Du Parti démocrate à la Lega ai Cinqquestelle, les craintes sur la manière dont l’opération pourrait se dérouler et les conséquences pour les comptes de l’Etat, les salariés et la protection du territoire sont fréquentes. un match financier et de système – MPS qui résultait hier des stress tests que la banque a aggravé en Europe – qui se greffe sur la campagne pour les élections partielles à Sienne, où le leader du Pd Enrico Letta est candidat au siège laissé vacant par Pier Carlo Padoan, aujourd’hui président d’Unicredit et donc candidat acheteur de l’institut siennois.


Le chef de l’économie et des finances du Pd, Antonio Misiani, et la secrétaire toscane Simona Bonaf parlent d’une opération de grande envergure et complexe, demandant une discussion au Parlement. Les demandes sont : d’éviter des solutions de démembrement du groupe et de protéger les racines locales. Une des hypothèses est de créer une banque 100% locale d’Unicredit avec la marque Montepaschi, ou de renforcer la fondation Mps. Mais encore tout en devenir. Pas de blitz, le leader de la Lega Matteo Salvini met la main en avant. Nous devons négocier plus de temps avec l’Europe, sinon nous ferons un cadeau à Unicredit, en rappelant qu’il y a 21 000 emplois en jeu.

Un jeu important se joue sur les salariés : on parle de 5-6 mille licenciements, à gérer – le leader Fabi, Lando Sileoni a mis la main sur – avec des départs volontaires et des préretraites. Même les secrétaires de la CGIL, Maurizio Landini, et de la CISL, Luigi Sbarra, ont demandé une table au gouvernement, tandis qu’un non au ragoût est arrivé du numéro un d’Uilca, Fulvio Furlan, et du premier Cisl, Riccardo Colombani.

Le coût estimé des licenciements ? 1,2-1,3 milliard à payer par la banque siennoise. D’où la nécessité d’une augmentation de capital, qui hier soir après les stress tests que la banque a confirmés, pourrait avoisiner 2,5 milliards, selon le plan industriel du PDG Guido Bastianini, qui prévoyait en janvier la moitié des licenciements. A qui mettre l’argent ? Le Trésor, qui détient 64% après le plan de sauvetage de 2017, pourrait être appelé à jouer son rôle avant que la banque ne rejoigne Unicredit.

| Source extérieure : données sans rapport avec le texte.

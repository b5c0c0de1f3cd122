// Pure pagination over an already-filtered collection.
use serde::Serialize;

/// One page slice plus the counts render needs.
#[derive(Debug, Clone, Serialize, PartialEq)]
pub struct Page<T> {
    pub items: Vec<T>,
    pub current_page: usize,
    pub page_size: usize,
    pub total_pages: usize,
    pub total_items: usize,
}

impl<T> Page<T> {
    /// Items on earlier pages, for continuous numbering across pages.
    pub fn offset(&self) -> usize {
        (self.current_page - 1) * self.page_size
    }
}

/// `total_pages` is never 0; an empty collection still has one (empty) page.
/// `current_page` out of range is clamped rather than rejected.
pub fn paginate<T: Clone>(items: &[T], page_size: usize, current_page: usize) -> Page<T> {
    let page_size = page_size.max(1);
    let total_items = items.len();
    let total_pages = total_items.div_ceil(page_size).max(1);
    let current_page = current_page.clamp(1, total_pages);
    let start = (current_page - 1) * page_size;
    let end = (start + page_size).min(total_items);
    Page {
        items: items[start..end].to_vec(),
        current_page,
        page_size,
        total_pages,
        total_items,
    }
}

/// Entry in the page-number control.
#[derive(Debug, Clone, Copy, Serialize, PartialEq, Eq)]
pub enum PageMark {
    Page(usize),
    /// A single ellipsis standing in for a run of hidden pages.
    Gap,
}

/// First and last page always show, plus pages within `radius` of the
/// current one; each skipped run collapses to exactly one `Gap`.
pub fn page_window(current: usize, total: usize, radius: usize) -> Vec<PageMark> {
    if total <= 1 {
        return Vec::new();
    }
    let current = current.clamp(1, total);
    let mut marks = Vec::new();
    let mut gap_pending = false;
    for page in 1..=total {
        let visible = page == 1 || page == total || page.abs_diff(current) <= radius;
        if visible {
            if gap_pending {
                marks.push(PageMark::Gap);
                gap_pending = false;
            }
            marks.push(PageMark::Page(page));
        } else {
            gap_pending = true;
        }
    }
    marks
}

/// Radius used by every listing view's page-number control.
pub const DEFAULT_WINDOW_RADIUS: usize = 2;

/// Page-number control marks for a page, suppressed entirely when the whole
/// collection fits on a single page.
pub fn controls_for<T>(page: &Page<T>, page_size: usize, radius: usize) -> Vec<PageMark> {
    if page.total_items <= page_size.max(1) {
        Vec::new()
    } else {
        page_window(page.current_page, page.total_pages, radius)
    }
}

/// Current page number owned by a listing view. The one rule: any change to
/// the underlying filtered collection lands back on page 1, so a stale page
/// number can never point past the end of a newly-shrunk collection.
#[derive(Debug, Clone)]
pub struct PaginationState {
    current_page: usize,
    page_size: usize,
}

impl PaginationState {
    pub fn new(page_size: usize) -> Self {
        Self {
            current_page: 1,
            page_size: page_size.max(1),
        }
    }

    pub fn current_page(&self) -> usize {
        self.current_page
    }

    pub fn page_size(&self) -> usize {
        self.page_size
    }

    pub fn set_page(&mut self, page: usize) {
        self.current_page = page.max(1);
    }

    /// New search, new country, new fetch: back to page 1.
    pub fn collection_changed(&mut self) {
        self.current_page = 1;
    }

    pub fn page_of<T: Clone>(&self, items: &[T]) -> Page<T> {
        paginate(items, self.page_size, self.current_page)
    }
}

Au contraire, pour la banque dirigée par Andrea Orcel – qui décidera de ne procéder qu’à la mi-septembre une fois l’analyse des chiffres (due diligence) terminée – Mps est la meilleure option et la seule sur la table pour croître en Italie, a déclaré le banquier. Mais à ses conditions. Pas plus tard qu’hier, Unicredit a présenté les comptes semestriels avec un bénéfice de 1,9 milliard (et 1,1 milliard pour le deuxième trimestre, au-delà des attentes des analystes) et pour l’ensemble de 2021 il s’attend à 3 milliards de bénéfices après revenus pour 17, 1 milliard et 9,9 milliards de frais. En bourse, après un bras de fer dans la matinée, il a clôturé à 10,1 €, +2,8%, tandis que MPS gagnait 3,35% à 1,27 €. Les principaux actionnaires soutiennent Orcel : pour la Fondation Cariverona, qui détient 1,8 %, un choix important et courageux pour développer la banque.

L’accélération des négociations par le Trésor provient également de la clôture des stress tests arrivés hier. Mps était la pire d’Europe, avec des fonds propres négatifs (-0,1%) dans la simulation jusqu’en 2023, tandis que les autres banques italiennes de la liste des 50 plus grandes d’Europe – Intesa Sanpaolo, Unicredit, Mediobanca, Banco Bpm – ont été promues.